Monday, March 22, 2010

Health care reform, a brief thought

I am a big proponent of health care needing to change. I've had enough personal experience to have a deep-seated loathing for the insurance companies and their vested interest in doing as much as possible to deny coverage. I'm still fighting my previous insurance company because of one day my son spent in the hospital. They disagree with the doctor and the hospital who kept him in. Because, they would know.

So Health Care Reform? I'm sorry, but yes. Absolutely.

Here's where it gets tricky though. I believe this debate is less about health care and more the Republican's Great Stand in a power-play with a Democratic Washington. Because, when you look at the bill provisions, both parties aren't that far apart. Republicans and Democrats absolutely could have worked on this together, but instead, Republicans chose this issue to stand over, and lost.

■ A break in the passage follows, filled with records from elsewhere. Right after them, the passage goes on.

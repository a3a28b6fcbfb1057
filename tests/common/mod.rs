//! Shared fixture: a throwaway configuration repository plus an isolated
//! home directory, with the environment serialized across tests.

#![allow(dead_code)]

use std::path::PathBuf;
use std::sync::{Arc, Mutex, MutexGuard};

use tempfile::TempDir;

use converge::cli::{ApplyOpts, GlobalOpts, RemoveOpts, VerifyOpts};
use converge::commands;
use converge::logging::Logger;

/// `HOME` and `XDG_CACHE_HOME` are process-wide; one test at a time.
static ENV_LOCK: Mutex<()> = Mutex::new(());

pub struct TestBed {
    pub repo: TempDir,
    pub home: TempDir,
    cache: TempDir,
}

/// Build a repository with the given links.toml and source files under
/// `links/`, plus an empty home to converge into.
pub fn testbed(links_toml: &str, sources: &[(&str, &str)]) -> TestBed {
    let repo = tempfile::tempdir().expect("create repo dir");
    std::fs::create_dir(repo.path().join("conf")).expect("create conf/");
    std::fs::create_dir(repo.path().join("links")).expect("create links/");
    std::fs::write(repo.path().join("conf").join("links.toml"), links_toml)
        .expect("write links.toml");
    for (name, content) in sources {
        let path = repo.path().join("links").join(name);
        if let Some(parent) = path.parent() {
            std::fs::create_dir_all(parent).expect("create source parent");
        }
        std::fs::write(path, content).expect("write source");
    }
    TestBed {
        repo,
        home: tempfile::tempdir().expect("create home dir"),
        cache: tempfile::tempdir().expect("create cache dir"),
    }
}

impl TestBed {
    fn lock_env(&self) -> MutexGuard<'static, ()> {
        let guard = ENV_LOCK
            .lock()
            .unwrap_or_else(std::sync::PoisonError::into_inner);
        std::env::set_var("HOME", self.home.path());
        std::env::set_var("XDG_CACHE_HOME", self.cache.path());
        std::env::remove_var("CONVERGE_ROOT");
        guard
    }

    fn global(&self, dry_run: bool) -> GlobalOpts {
        GlobalOpts {
            profile: None,
            dry_run,
            root: Some(self.repo.path().to_path_buf()),
            parallel: false,
        }
    }

    pub fn apply(&self) -> anyhow::Result<()> {
        self.apply_with(false, &[], &[])
    }

    pub fn apply_dry_run(&self) -> anyhow::Result<()> {
        self.apply_with(true, &[], &[])
    }

    pub fn apply_with(&self, dry_run: bool, skip: &[&str], only: &[&str]) -> anyhow::Result<()> {
        let _env = self.lock_env();
        let log = Arc::new(Logger::new("apply"));
        let opts = ApplyOpts {
            skip: skip.iter().map(ToString::to_string).collect(),
            only: only.iter().map(ToString::to_string).collect(),
        };
        commands::apply::run(&self.global(dry_run), &opts, &log)
    }

    pub fn remove(&self) -> anyhow::Result<()> {
        let _env = self.lock_env();
        let log = Arc::new(Logger::new("remove"));
        commands::remove::run(&self.global(false), &RemoveOpts {}, &log)
    }

    pub fn verify(&self) -> anyhow::Result<()> {
        let _env = self.lock_env();
        let log = Arc::new(Logger::new("verify"));
        commands::verify::run(&self.global(false), &VerifyOpts {}, &log)
    }

    /// A path inside the isolated home.
    pub fn home_path(&self, rel: &str) -> PathBuf {
        self.home.path().join(rel)
    }
}
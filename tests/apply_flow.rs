//! End-to-end runs of the real subcommands against a throwaway repository
//! and an isolated home directory.

mod common;

use common::testbed;

const ONE_LINK: &str = r#"
[[link]]
source = "bashrc"
"#;

#[cfg(unix)]
#[test]
fn apply_creates_declared_links() {
    let bed = testbed(ONE_LINK, &[("bashrc", "export EDITOR=nvim\n")]);
    bed.apply().expect("apply succeeds");

    let target = bed.home_path(".bashrc");
    assert!(target.symlink_metadata().expect("target exists").is_symlink());
    assert_eq!(
        std::fs::read_to_string(&target).expect("read through link"),
        "export EDITOR=nvim\n"
    );
}

#[cfg(unix)]
#[test]
fn apply_twice_changes_nothing_new() {
    let bed = testbed(ONE_LINK, &[("bashrc", "alias ll='ls -l'\n")]);
    bed.apply().expect("first apply");
    bed.apply().expect("second apply");
    assert!(bed
        .home_path(".bashrc")
        .symlink_metadata()
        .expect("still present")
        .is_symlink());
}

#[test]
fn dry_run_touches_nothing() {
    let bed = testbed(ONE_LINK, &[("bashrc", "set -o vi\n")]);
    bed.apply_dry_run().expect("dry-run apply");
    assert!(!bed.home_path(".bashrc").exists());
}

#[cfg(unix)]
#[test]
fn verify_previews_without_changing() {
    let bed = testbed(ONE_LINK, &[("bashrc", "set -o vi\n")]);
    bed.verify().expect("verify succeeds on a drifted home");
    assert!(!bed.home_path(".bashrc").exists());

    bed.apply().expect("apply");
    bed.verify().expect("verify succeeds on a converged home");
    assert!(bed
        .home_path(".bashrc")
        .symlink_metadata()
        .expect("link survived verify")
        .is_symlink());
}

#[cfg(unix)]
#[test]
fn remove_materialises_link_content() {
    let bed = testbed(ONE_LINK, &[("bashrc", "export PAGER=less\n")]);
    bed.apply().expect("apply");
    bed.remove().expect("remove");

    let target = bed.home_path(".bashrc");
    let meta = target.symlink_metadata().expect("target still present");
    assert!(!meta.is_symlink());
    assert_eq!(
        std::fs::read_to_string(&target).expect("read real file"),
        "export PAGER=less\n"
    );
}

#[cfg(unix)]
#[test]
fn explicit_target_overrides_derived_name() {
    let bed = testbed(
        r#"
[[link]]
source = "config/nvim/init.lua"
target = ".config/nvim/init.lua"
"#,
        &[("config/nvim/init.lua", "vim.opt.number = true\n")],
    );
    bed.apply().expect("apply");
    assert!(bed
        .home_path(".config/nvim/init.lua")
        .symlink_metadata()
        .expect("nested target exists")
        .is_symlink());
}

#[cfg(unix)]
#[test]
fn only_filter_limits_the_run_to_matching_tasks() {
    let bed = testbed(ONE_LINK, &[("bashrc", "umask 022\n")]);
    bed.apply_with(false, &[], &["links"]).expect("filtered apply");
    assert!(bed.home_path(".bashrc").exists());
}

#[cfg(unix)]
#[test]
fn skip_filter_suppresses_matching_tasks() {
    let bed = testbed(ONE_LINK, &[("bashrc", "umask 022\n")]);
    bed.apply_with(false, &["links"], &[]).expect("filtered apply");
    assert!(!bed.home_path(".bashrc").exists());
}

#[test]
fn missing_repository_root_is_an_error() {
    use converge::cli::{ApplyOpts, GlobalOpts};
    use converge::logging::Logger;
    use std::sync::Arc;

    let empty = tempfile::tempdir().expect("create empty dir");
    let global = GlobalOpts {
        profile: None,
        dry_run: false,
        root: Some(empty.path().to_path_buf()),
        parallel: false,
    };
    let log = Arc::new(Logger::new("apply"));
    let opts = ApplyOpts {
        skip: vec![],
        only: vec![],
    };
    let err = converge::commands::apply::run(&global, &opts, &log).unwrap_err();
    assert!(err.to_string().contains("conf/"));
}
//! Symlink entries from links.toml.

use std::path::Path;

use serde::Deserialize;

use crate::error::ConfigError;

/// A symlink to maintain: `source` under `links/` in the repo, `target`
/// relative to `$HOME`. When `target` is absent it is derived from the source
/// path by prefixing a dot.
#[derive(Debug, Clone, Deserialize)]
pub struct Link {
    pub source: String,
    #[serde(default)]
    pub target: Option<String>,
    #[serde(default)]
    pub categories: Vec<String>,
}

impl Link {
    /// The target path relative to `$HOME`.
    #[must_use]
    pub fn target_rel(&self) -> String {
        self.target
            .clone()
            .unwrap_or_else(|| format!(".{}", self.source))
    }
}

#[derive(Debug, Default, Deserialize)]
struct LinksFile {
    #[serde(default)]
    link: Vec<Link>,
}

/// Load links.toml, keeping entries whose categories are all active.
///
/// # Errors
///
/// Returns an error if the file exists but cannot be read or parsed.
pub fn load(path: &Path, active: &[String]) -> Result<Vec<Link>, ConfigError> {
    let file: LinksFile = super::read_toml(path)?;
    Ok(file
        .link
        .into_iter()
        .filter(|l| super::categories_match(&l.categories, active))
        .collect())
}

I think the consequences to the Republican party are irreparable, because now that the day is won by the Democrats, the news focus will change from news of the battle to news of the victor. And, when the provisions start taking effect, and more Americans actually have insurance coverage, more individual plans will be made available, and the down-and-dirty process of enacting health care reform starts, people will pipe down. They might not want to give up their new health care policy. The fight was charged, and bitter, but in the end, as always, it was Politics, and the true effects of this decision won't be felt for years.

I will say, whichever side you are on, the one thing that absolutely needed to happen was a reform of the health care system in America.

I will also say, whichever side you are on, this fight was more politics than policy.

Will Healthcare Reform cure all? No, but it's a step in the direction everyone wants: better healthcare coverage, more healthcare coverage for poorer Americans, and better choices.

Hate it, love it, it matters not. Republican, Democrat, Libertarian, whoever, at the end of the day, prior to today, health care policy in Washington was written by the insurance companies. You may not agree with how health care is being reformed, but you have to agree it needed to be reformed, and America, IMO, couldn't afford to not do something. It's just a shame this had to be the battle ground. It's a shame we can't have a united government working in the interests of America. It's a shame Democrats and Republicans are so caught up in party politics they forget that the majority of Americans suffer for it.

And, at the end of the day, I believe most Americans were in the middle on this particular battle. The majority wanted a reform, but between the bullets flying from the Right and the Evilization of Health Care Reform, and all the noise, the majority, like me, stayed quiet, watching, wondering, hoping that at the end, what we end up with is not what we already have, a ridiculously broken system based on profit margins for insurers.

2 comments:

David said...

There was a time when I used to hope that sensible Republicans could retake control of their party. I'm a Democrat, but one-party dominance always ends badly, so I'd like to see an effective two-party system, where both parties are reasonably sensible.

But the behavior of the GOP since the ascent of Reagan, and even more since the ascent of Little Georgie, makes me want to them utterly destroyed, smashed, obliterated. I no longer feel at all reasonable about this.

Lahdeedah said...

I actually agree. I am also a believer in an effective two-party system, I've viewed it as a sort of balance, but this abuse of the GOP: fear as a political tool, re-integration of church and state are my two biggest issues... makes me cringe in terror at the thought of a GOP nation.